Di tengah kenyataan itu yang kurang menggembirakan itu, kita layak menyambut gembira hadirnya buku Pemuda dan Kelautan karya Adhyaksa Dault itu. Buku ini tidak hanya mewacanakan peran pemuda dan potensi kelautan kita, tapi juga mencoba mengajak kita untuk mulai lebih peduli pada masalah kelautan. Sebab, di laut, ribuan triliun kekayaan kita masih terpendam dan menunggu untuk dikelola bagi kesejahteraan bersama.

Laut yang mengamuk lewat gelombang ombak raksasanya, seperti tergambar pada novel Aotar, dan terjadi pada tsunami Aceh empat tahun lalu (28 Desember 2004), adalah ‘pembunuh’ yang tak kenal ampun. Betapa tidak. Lewat satu sapuan gelombang tsunami, Aceh dan sekitarnya porak-poranda dan sekitar 200 ribu nyawa menjadi korbannya.
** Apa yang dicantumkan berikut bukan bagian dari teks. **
//! Filter expressions over record columns
//!
//! A filter is a tree of [`ColumnFilter`] conditions joined by
//! [`LogicalFilter`]s. The same tree compiles to a parameterised SQL
//! `WHERE` fragment through [`SqlFilterBuilder`] or is evaluated directly
//! against JSON records with [`FilterExpression::matches`].
//!
//! ```rust
//! use dynafield_core::expressions::{and_, col, FilterExpression, SqlFilterBuilder};
//! use serde_json::json;
//!
//! let filter: FilterExpression = and_([col("age").ge(18), col("data").json("city").eq("Oslo")]).into();
//! let (sql, params) = SqlFilterBuilder::new().build(&filter).unwrap();
//! assert_eq!(sql, "(age >= %s) AND (data ->> 'city' = %s)");
//! assert_eq!(params, vec![json!(18), json!("Oslo")]);
//!
//! assert!(filter.matches(&json!({"age": 30, "data": {"city": "Oslo"}})).unwrap());
//! ```

mod builder;
mod eval;
mod sql;
mod types;

pub use builder::{and_, col, or_, ColumnFilterBuilder};
pub use sql::{PlaceholderStyle, SqlFilterBuilder};
pub use types::{ColumnFilter, FilterExpression, FilterOperator, LogicalFilter, LogicalOperator};

impl FilterExpression {
    /// SQL with `%s` placeholders
    pub fn to_sql(&self) -> crate::Result<(String, Vec<serde_json::Value>)> {
        SqlFilterBuilder::new().build(self)
    }
}
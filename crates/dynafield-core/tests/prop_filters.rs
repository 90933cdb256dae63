//! Property-based tests for filter expressions
//!
//! The SQL builder and the in-memory evaluator must agree on structure:
//! one bound parameter per scalar value and balanced parentheses, while
//! evaluation follows ordinary comparison semantics.

use dynafield_core::expressions::{and_, col, or_, FilterExpression, PlaceholderStyle, SqlFilterBuilder};
use proptest::prelude::*;
use serde_json::json;

fn column_strategy() -> impl Strategy<Value = String> {
    "[a-z_][a-z0-9_]{0,12}"
}

proptest! {
    #[test]
    fn prop_comparisons_bind_one_param(column in column_strategy(), value in any::<i64>()) {
        let filters: Vec<FilterExpression> = vec![
            col(&column).eq(value).into(),
            col(&column).ge(value).into(),
            col(&column).lt(value).into(),
        ];
        for filter in filters {
            let (sql, params) = SqlFilterBuilder::new().build(&filter).unwrap();
            prop_assert!(sql.starts_with(&column));
            prop_assert_eq!(params, vec![json!(value)]);
        }
    }

    #[test]
    fn prop_in_expands_per_item(column in column_strategy(), items in prop::collection::vec(any::<i32>(), 1..8)) {
        let filter: FilterExpression = col(&column).in_(items.clone()).into();
        let (sql, params) = SqlFilterBuilder::new().build(&filter).unwrap();
        prop_assert_eq!(sql.matches("%s").count(), items.len());
        prop_assert_eq!(params.len(), items.len());
    }

    #[test]
    fn prop_numbered_placeholders_are_sequential(values in prop::collection::vec(any::<i64>(), 1..6)) {
        let conditions: Vec<FilterExpression> = values.iter().map(|v| col("n").ne(*v).into()).collect();
        let filter: FilterExpression = or_(conditions).into();
        let (sql, params) = SqlFilterBuilder::with_style(PlaceholderStyle::Numbered).build(&filter).unwrap();
        for index in 1..=values.len() {
            let placeholder = format!("${}", index);
            prop_assert!(sql.contains(&placeholder));
        }
        prop_assert_eq!(params.len(), values.len());
        prop_assert_eq!(sql.matches('(').count(), sql.matches(')').count());
    }

    #[test]
    fn prop_eval_matches_integer_ordering(threshold in -1000i64..1000, age in -1000i64..1000) {
        let record = json!({"age": age});
        let filter: FilterExpression = and_([col("age").ge(threshold), col("age").le(threshold + 10)]).into();
        let expected = age >= threshold && age <= threshold + 10;
        prop_assert_eq!(filter.matches(&record).unwrap(), expected);
    }

    #[test]
    fn prop_invalid_columns_are_rejected(column in "[a-z]{1,5}[ ;'-][a-z]{1,5}") {
        let filter: FilterExpression = col(&column).eq(1).into();
        prop_assert!(SqlFilterBuilder::new().build(&filter).is_err());
    }
}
Tetapi, laut yang tenang adalah sahabat bagi nelayan dan siapa saja yang ingin mencicipi kekayaan dan keindahannya. Melalui bukunya itu, Adhyaksa membeberkan potensi kekayaan lautan kita sekaligus tantangan untuk meraup dan mendayagunakannya bagi kesejahteraan anak-anak bangsa.